Myart-Cruz noted that at no point since school buildings were closed this past March has Los Angeles County been out of the purple tier — purple tiers means there’s still widespread COVID-19 transmission in the county and that nearly all businesses have to keep indoor operations closed or severely limited.

This past November, Newsom said it was unsafe to reopen schools and that all teachers should be vaccinated. Now, in February, infection rates are six times higher than they were in November but Newsom has changed his tune and now says schools are safe to reopen without vaccines for educators.

Studies show that schools are safe if community transmission is under control and mitigation measures are in place. That’s not the case in Los Angeles County.

Myart-Cruz noted that children have a higher rate of asymptomatic infection. In LAUSD (the only school district in the state to offer widespread COVID testing) 1 in 3 children have tested positive for COVID-19.

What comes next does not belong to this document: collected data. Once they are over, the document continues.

#[test]
fn test_track_null_before_initialize_notifies_listeners() {
    let core = TelemetryCore::new();
    let mut listener = MockNotificationListener::new();
    listener
        .expect_events_discarded()
        .withf(|items, reason| items.is_empty() && *reason == DiscardReason::InvalidEvent)
        .times(1)
        .returning(|_, _| Ok(()));
    core.add_notification_listener(Arc::new(listener));

    let err = core.track_raw(&Value::Null).unwrap_err();
    assert!(err.is_invalid_event());
    assert!(!core.is_initialized());
}

#[test]
fn test_track_raw_rejects_non_item_payloads_and_accepts_items() {
    let core = TelemetryCore::new();
    let channel = init_with_channel(&core, vec![]);

    let err = core.track_raw(&json!(42)).unwrap_err();
    assert!(err.is_invalid_event());

    core.track_raw(&json!({ "name": "FromJson", "data": { "k": "v" } })).unwrap();
    let sent = channel.sent_items();
    assert_eq!(sent.len(), 1);
    assert_eq!(sent[0].name.as_deref(), Some("FromJson"));
}

#[test]
fn test_track_rejects_unnamed_items_after_discard_notification() {
    let core = TelemetryCore::new();
    let channel = init_with_channel(&core, vec![]);

    let mut listener = MockNotificationListener::new();
    listener
        .expect_events_discarded()
        .withf(|items, reason| items.len() == 1 && *reason == DiscardReason::InvalidEvent)
        .times(1)
        .returning(|_, _| Ok(()));
    core.add_notification_listener(Arc::new(listener));

    let err = core.track(TelemetryItem::default()).unwrap_err();
    assert_eq!(err.missing_field(), Some("name"));
    assert!(channel.sent_items().is_empty());
}

#[test]
fn test_track_stamps_time_and_version() {
    let core = TelemetryCore::new();
    let channel = init_with_channel(&core, vec![]);

    core.track(TelemetryItem::new("evt").with_ikey("explicit-ikey")).unwrap();

    let sent = &channel.sent_items()[0];
    assert_eq!(sent.ikey.as_deref(), Some("explicit-ikey"));
    assert_eq!(sent.version.as_deref(), Some(SCHEMA_VERSION));
    assert!(sent.has_time());
}

#[test]
fn test_base_data_without_base_type_is_accepted() {
    let core = TelemetryCore::new();
    let channel = init_with_channel(&core, vec![]);

    let mut item = TelemetryItem::new("evt").with_ikey(IKEY);
    item.base_data = Some(json!({ "x": 1 }));
    core.track(item).unwrap();

    let sent = channel.sent_items();
    assert_eq!(sent.len(), 1);
    assert_eq!(sent[0].base_data, Some(json!({ "x": 1 })));
    assert!(sent[0].base_type.is_none());
}

#[test]
fn test_track_before_initialize_fails() {
    let core = TelemetryCore::new();
    let err = core.track(TelemetryItem::new("evt")).unwrap_err();
    assert!(matches!(
        err,
        SondeError::Configuration(ConfigurationError::NotInitialized)
    ));
}

#[test]
fn test_no_channels_leaves_core_uninitialized() {
    let log = CallLog::default();
    let core = recording_core(&log);

    let err = core
        .initialize(
            Configuration::new(IKEY),
            vec![Plugin::processing(recording("a", 100, &log))],
        )
        .unwrap_err();
    assert!(matches!(err, SondeError::NoChannelsAvailable));
    assert!(!core.is_initialized());
    assert!(core.get_transmission_controls().is_empty());
    assert!(log.entries_with_prefix("init:a").is_empty());

    init_with_channel(&core, vec![]);
    assert!(core.is_initialized());
    assert_eq!(core.get_transmission_controls().len(), 1);
}

#[test]
fn test_custom_controller_receives_items_and_exposes_controls() {
    let mut controls = MockChannelControls::new();
    controls.expect_is_paused().return_const(false);
    let controls: Arc<dyn ChannelControls> = Arc::new(controls);

    let mut controller = MockChannelController::new();
    controller.expect_priority().return_const(CHANNEL_CONTROLLER_PRIORITY);
    controller
        .expect_initialize()
        .times(1)
        .returning(|config, _, extensions| {
            assert_eq!(config.instrumentation_key, IKEY);
            assert_eq!(extensions.len(), 1);
            Ok(())
        });
    controller
        .expect_channel_controls()
        .returning(move || vec![vec![controls.clone()]]);
    controller
        .expect_process_telemetry()
        .withf(|item| item.name.as_deref() == Some("evt"))
        .times(1)
        .returning(|_| Ok(()));

    let core = TelemetryCore::with_channel_controller(Arc::new(controller));
    core.initialize(Configuration::new(IKEY), vec![]).unwrap();
    core.track(TelemetryItem::new("evt")).unwrap();

    let groups = core.get_transmission_controls();
    assert_eq!(groups.len(), 1);
    assert!(!groups[0][0].is_paused());
}

#[test]
fn test_controller_without_channels_fails_initialization() {
    let mut controller = MockChannelController::new();
    controller.expect_priority().return_const(CHANNEL_CONTROLLER_PRIORITY);
    controller.expect_initialize().times(1).returning(|_, _, _| Ok(()));
    controller.expect_channel_controls().returning(|| vec![Vec::new()]);
    controller.expect_process_telemetry().never();

    let core = TelemetryCore::with_channel_controller(Arc::new(controller));
    let err = core.initialize(Configuration::new(IKEY), vec![]).unwrap_err();
    assert!(matches!(err, SondeError::NoChannelsAvailable));
    assert!(core.track(TelemetryItem::new("evt")).is_err());
}

#[test]
fn test_retry_after_missing_channels_links_once() {
    let log = CallLog::default();
    let core = recording_core(&log);
    let plugin = recording("a", 100, &log);

    let err = core
        .initialize(Configuration::new(IKEY), vec![Plugin::processing(plugin.clone())])
        .unwrap_err();
    assert!(matches!(err, SondeError::NoChannelsAvailable));
    assert!(log.entries_with_prefix("next:").is_empty());

    init_with_channel(&core, vec![Plugin::processing(plugin.clone())]);
    assert_eq!(log.entries_with_prefix("next:"), vec!["next:a->ChannelControllerPlugin"]);
    assert_eq!(log.entries_with_prefix("init:a"), vec!["init:a"]);
}

#[test]
fn test_missing_instrumentation_key_is_rejected() {
    let core = TelemetryCore::new();
    let err = core
        .initialize(Configuration::new(""), vec![Plugin::channel(memory_channel())])
        .unwrap_err();
    assert!(matches!(
        err,
        SondeError::Configuration(ConfigurationError::MissingInstrumentationKey)
    ));
    assert!(!core.is_initialized());
}

#[test]
fn test_channel_priority_must_exceed_controller() {
    let core = TelemetryCore::new();
    let channel = Arc::new(MemoryChannel::with_priority("low", 500));

    let err = core
        .initialize(Configuration::new(IKEY), vec![Plugin::channel(channel)])
        .unwrap_err();
    assert!(matches!(err, SondeError::Validation(ref msg) if msg.starts_with("Channel has invalid priority")));
}

#[test]
fn test_extensions_resolve_by_name() {
    let log = CallLog::default();
    let core = recording_core(&log);
    let factory_log = log.clone();
    core.register_extension("recorder", move || {
        Plugin::processing(Arc::new(RecordingPlugin::new("recorder", 100, factory_log.clone())))
    });

    let config = Configuration::new(IKEY)
        .with_extension_name("recorder")
        .with_extension(Plugin::channel(memory_channel()));
    core.initialize(config, vec![]).unwrap();

    core.track(TelemetryItem::new("evt")).unwrap();
    assert_eq!(log.entries_with_prefix("process:recorder"), vec!["process:recorder:evt"]);
}

#[test]
fn test_unresolvable_extension_name_fails_validation() {
    let core = TelemetryCore::new();
    let config = Configuration::new(IKEY)
        .with_extension_name("missing")
        .with_extension(Plugin::channel(memory_channel()));

    let err = core.initialize(config, vec![]).unwrap_err();
    assert_eq!(
        err.to_string(),
        "validation: Extensions must provide callback to initialize: missing"
    );
}

#[test]
fn test_plugin_init_failure_propagates_and_allows_retry() {
    let log = CallLog::default();
    let core = recording_core(&log);
    let failing = Arc::new(RecordingPlugin::new("broken", 100, log.clone()).failing());

    let err = core
        .initialize(
            Configuration::new(IKEY),
            vec![Plugin::processing(failing), Plugin::channel(memory_channel())],
        )
        .unwrap_err();
    assert!(matches!(err, SondeError::Plugin(_)));
    assert_eq!(err.to_string(), "broken failed to initialize");
    assert!(!core.is_initialized());
    assert_eq!(core.logger().snapshot()[0].message_id, MessageId::PLUGIN_INIT_FAILED);

    init_with_channel(&core, vec![]);
    assert!(core.is_initialized());
}

#[test]
fn test_duplicate_priorities_are_reported_not_fatal() {
    let log = CallLog::default();
    let core = recording_core(&log);
    let config = Configuration {
        diagnostics: DiagnosticsConfig {
            logging_level_telemetry: 2,
            ..Default::default()
        },
        ..Configuration::new(IKEY)
    }
    .with_extension(Plugin::channel(memory_channel()));

    core.initialize(
        config,
        vec![
            Plugin::processing(recording("first", 100, &log)),
            Plugin::processing(recording("second", 100, &log)),
        ],
    )
    .unwrap();

    let queued = core.logger().snapshot();
    assert_eq!(queued.len(), 1);
    assert_eq!(queued[0].message_id, MessageId::DUPLICATE_PRIORITY);
    assert_eq!(queued[0].message, "Two extensions have same priority #100 - first, second");
}

#[test]
fn test_plugins_ranked_behind_controller_stay_idle() {
    let log = CallLog::default();
    let core = recording_core(&log);
    let idle = recording("idle", 600, &log);
    init_with_channel(&core, vec![Plugin::processing(idle.clone())]);

    core.track(TelemetryItem::new("evt")).unwrap();

    assert!(log.entries_with_prefix("init:idle").is_empty());
    assert!(idle.next_identifier().is_none());
    assert!(idle.processed().is_empty());
}

#[test]
fn test_listener_registered_twice_is_removed_entirely() {
    let core = TelemetryCore::new();
    init_with_channel(&core, vec![]);

    let mut mock = MockNotificationListener::new();
    mock.expect_events_discarded().never();
    let listener: Arc<dyn NotificationListener> = Arc::new(mock);
    core.add_notification_listener(listener.clone());
    core.add_notification_listener(listener.clone());
    assert_eq!(core.notification_manager().listener_count(), 2);

    core.remove_notification_listener(&listener);
    assert_eq!(core.notification_manager().listener_count(), 0);
    assert!(core.track_raw(&Value::Null).is_err());
}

The teacher’s union leader went on to blast politicians and those who minimize the impact of COVID-19 on working class families.

“Saying the temporary trauma from Crisis Distance Learning is greater than the illness and death of family members minimizes the reality that COVID-19 disproportionately impacts poor, Black, Latino, and Pacific Islander families in Los Angeles,” Myart-Cruz said. “It is the working-class families of LA who suffer the most, our elected county and state officials have made the decision to let this disease run rampant.”

Myart-Cruz called on Buscaino to stop the divisive rhetoric. 

“Instead, we want to know what will he and other local and state officials do in these next crucial weeks to get the virus under control in order to save lives and reopen schools?” Myart-Cruz said.

The leader of UTLA called for, “Vaccines for school educators and staff, in addition to mitigation strategies, such as vaccination, physical distancing, use of masks, hand hygiene, and isolation and quarantine and low community transmission rates. That is the path based on science and the path that puts the health and safety of our school staff, our students, and their families before politics.”

Long Beach is already vaccinating teachers to speed up school openings. At the same time, within LA County, private schools such as Wesley in North Hollywood are open after having received vaccines for their teachers and staff.

(Mark Friedman writes for Random Lengths News where this piece was first posted.)